Your task is to copy every line of the entries that holds the word "self".

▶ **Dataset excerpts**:
-*-*-

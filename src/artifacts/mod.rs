use serde_json::Value;

use crate::a2a::{Artifact, Part};

/// Maps tool output into zero or more immutable artifact records.
///
/// Infallible by contract: implementations turn internal failures into
/// zero artifacts plus a logged warning. Callers must not assume exactly
/// one artifact per tool call.
pub trait ArtifactExtractor: Send + Sync {
    fn extract(&self, tool_name: &str, tool_result: &Value) -> Vec<Artifact>;
}

/// Default extractor.
///
/// Tool results that carry an explicit `artifacts` array are parsed as
/// A2A artifacts; any other non-null result is wrapped whole into a single
/// data-part artifact named after the tool. A malformed `artifacts` array
/// yields nothing rather than a guessed-at record.
pub struct DataArtifactExtractor;

impl ArtifactExtractor for DataArtifactExtractor {
    fn extract(&self, tool_name: &str, tool_result: &Value) -> Vec<Artifact> {
        if tool_result.is_null() {
            return Vec::new();
        }

        if let Some(declared) = tool_result.get("artifacts") {
            return match serde_json::from_value::<Vec<Artifact>>(declared.clone()) {
                Ok(mut artifacts) => {
                    for artifact in &mut artifacts {
                        if artifact.artifact_id.is_empty() {
                            artifact.artifact_id = uuid::Uuid::new_v4().to_string();
                        }
                    }
                    artifacts
                }
                Err(e) => {
                    tracing::warn!(
                        tool = tool_name,
                        error = %e,
                        "tool declared artifacts that failed to parse, dropping them"
                    );
                    Vec::new()
                }
            };
        }

        vec![Artifact {
            artifact_id: uuid::Uuid::new_v4().to_string(),
            parts: vec![Part::data(tool_result.clone())],
            name: Some(format!("{tool_name}-result")),
            description: None,
            metadata: None,
        }]
    }
}

/// Extractor that never produces artifacts. Useful when tool output is
/// purely conversational.
pub struct NullArtifactExtractor;

impl ArtifactExtractor for NullArtifactExtractor {
    fn extract(&self, _tool_name: &str, _tool_result: &Value) -> Vec<Artifact> {
        Vec::new()
    }
}

#[cfg(test)]
mod tests {
    use super::*;
    use serde_json::json;

    #[test]
    fn test_null_result_extracts_nothing() {
        let extracted = DataArtifactExtractor.extract("roll_dice", &Value::Null);
        assert!(extracted.is_empty());
    }

    #[test]
    fn test_plain_result_wraps_into_one_data_artifact() {
        let result = json!({"value": 4, "sides": 6});
        let extracted = DataArtifactExtractor.extract("roll_dice", &result);

        assert_eq!(extracted.len(), 1);
        assert_eq!(extracted[0].name.as_deref(), Some("roll_dice-result"));
        assert!(!extracted[0].artifact_id.is_empty());
        assert_eq!(extracted[0].parts[0].as_data(), Some(&result));
    }

    #[test]
    fn test_declared_artifacts_are_parsed() {
        let result = json!({
            "artifacts": [
                {
                    "artifactId": "receipt-1",
                    "name": "receipt",
                    "parts": [{"kind": "text", "text": "total: $12.00"}]
                },
                {
                    "artifactId": "",
                    "parts": [{"kind": "data", "data": {"total_cents": 1200}}]
                }
            ]
        });
        let extracted = DataArtifactExtractor.extract("parse_expense", &result);

        assert_eq!(extracted.len(), 2);
        assert_eq!(extracted[0].artifact_id, "receipt-1");
        // Blank ids are filled in so uniqueness within the task holds.
        assert!(!extracted[1].artifact_id.is_empty());
    }

    #[test]
    fn test_malformed_declared_artifacts_extract_nothing() {
        let result = json!({"artifacts": "not-an-array"});
        let extracted = DataArtifactExtractor.extract("parse_expense", &result);
        assert!(extracted.is_empty());
    }
}
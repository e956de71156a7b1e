//! Bridge between tool-calling conversational agents and the A2A task
//! lifecycle.
//!
//! The [`TaskLifecycleAdapter`] decides whether a request is answered as a
//! stateless message or a lifecycle-tracked task, drives the task state
//! machine while the agent is still generating, extracts artifacts from
//! tool output, persists incremental snapshots to a pluggable store, and
//! supports durable replay so retried work never re-executes side effects.

pub mod a2a;
pub mod adapter;
pub mod agent;
pub mod artifacts;
pub mod config;
pub mod durable;
pub mod errors;
pub mod registry;
pub mod routing;
pub mod task;

// Re-export the core surface for easier access
pub use adapter::{ExecuteOptions, ProtocolEventStream, TaskLifecycleAdapter};
pub use agent::{AgentEvent, AgentEventStream, ConversationalAgent, FinishReason};
pub use config::{ExecutionConfig, ExecutionMode};
pub use errors::{BridgeError, BridgeResult};
pub use routing::{ResponseTypeDecision, ResponseTypeRouter};
pub use task::{InMemoryTaskStore, KvTaskStore, TaskStore};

-*-*-

▶ **Exercise output**:
    fn extract(&self, tool_name: &str, tool_result: &Value) -> Vec<Artifact>;
    fn extract(&self, tool_name: &str, tool_result: &Value) -> Vec<Artifact> {
    fn extract(&self, _tool_name: &str, _tool_result: &Value) -> Vec<Artifact> {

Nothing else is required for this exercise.